# Exercise brief
Your answer is a number only: how many lines in the data below contain "Numbers"?

# Given records
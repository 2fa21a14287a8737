//! Logging for the clinical summarizer with PHI/PII redaction
//!
//! Clinical notes are protected health information. This crate installs the
//! process-wide `tracing` subscriber and provides [`RedactedLogger`], which
//! callers use to build short, redacted previews of note text before quoting
//! it in a log line.
//!
//! # Detected Data Types
//!
//! - **Email Addresses**: `jane@example.com` → `***@***`
//! - **Phone Numbers**: `(555) 123-4567` → `(***) ***-****`
//! - **SSN**: `123-45-6789` → `***-**-****`
//! - **Medical Record Numbers**: `MRN 123456` → `MRN[REDACTED]`
//! - **Dates**: `04/12/1951` → `**/**/****`
//!
//! # Example
//!
//! ```rust,no_run
//! use logger_redacted::{LoggerConfig, RedactedLogger};
//!
//! let logger = RedactedLogger::init(&LoggerConfig::default().with_level("debug"))?;
//! tracing::info!(note = %logger.preview("Pt MRN 448812 reports chest pain"), "Note received");
//! // note="Pt MRN[REDACTED] reports chest pain"
//! # Ok::<(), logger_redacted::LoggerError>(())
//! ```

pub mod config;
pub mod redactor;

pub use config::*;
pub use redactor::*;

use thiserror::Error;
use tracing_subscriber::{
    fmt::{self, time::ChronoUtc},
    layer::SubscriberExt,
    util::SubscriberInitExt,
    EnvFilter,
};

#[derive(Error, Debug)]
pub enum LoggerError {
    #[error("Invalid log filter '{directive}': {message}")]
    InvalidFilter { directive: String, message: String },

    #[error("Tracing subscriber already installed: {0}")]
    AlreadyInitialized(String),
}

/// Redacting front-end for log lines that quote note text
#[derive(Debug, Clone)]
pub struct RedactedLogger {
    redactor: PiiRedactor,
    preview_chars: usize,
}

impl RedactedLogger {
    /// Build without touching the global subscriber
    pub fn new(config: &LoggerConfig) -> Self {
        let enabled = config.redaction_enabled;
        Self {
            redactor: PiiRedactor::new(RedactionConfig {
                redact_emails: enabled,
                redact_phones: enabled,
                redact_ssn: enabled,
                redact_mrn: enabled,
                redact_dates: enabled,
                hash_for_correlation: config.hash_for_correlation,
            }),
            preview_chars: config.preview_chars,
        }
    }

    /// Install the global subscriber and return the logger
    ///
    /// `RUST_LOG` wins over `config.log_level` when set.
    pub fn init(config: &LoggerConfig) -> Result<Self, LoggerError> {
        let env_filter = match EnvFilter::try_from_default_env() {
            Ok(filter) => filter,
            Err(_) => EnvFilter::try_new(&config.log_level).map_err(|e| {
                LoggerError::InvalidFilter {
                    directive: config.log_level.clone(),
                    message: e.to_string(),
                }
            })?,
        };

        let installed = if config.json {
            tracing_subscriber::registry()
                .with(env_filter)
                .with(
                    fmt::layer()
                        .with_target(false)
                        .with_timer(ChronoUtc::rfc_3339())
                        .with_ansi(false)
                        .json(),
                )
                .try_init()
        } else {
            tracing_subscriber::registry()
                .with(env_filter)
                .with(
                    fmt::layer()
                        .with_target(true)
                        .with_thread_names(true)
                        .with_timer(ChronoUtc::rfc_3339()),
                )
                .try_init()
        };
        installed.map_err(|e| LoggerError::AlreadyInitialized(e.to_string()))?;

        Ok(Self::new(config))
    }

    /// Redacted, truncated view of `text` safe to put in a log field
    pub fn preview(&self, text: &str) -> String {
        self.redactor.preview(text, self.preview_chars)
    }
}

# Solution to this task
2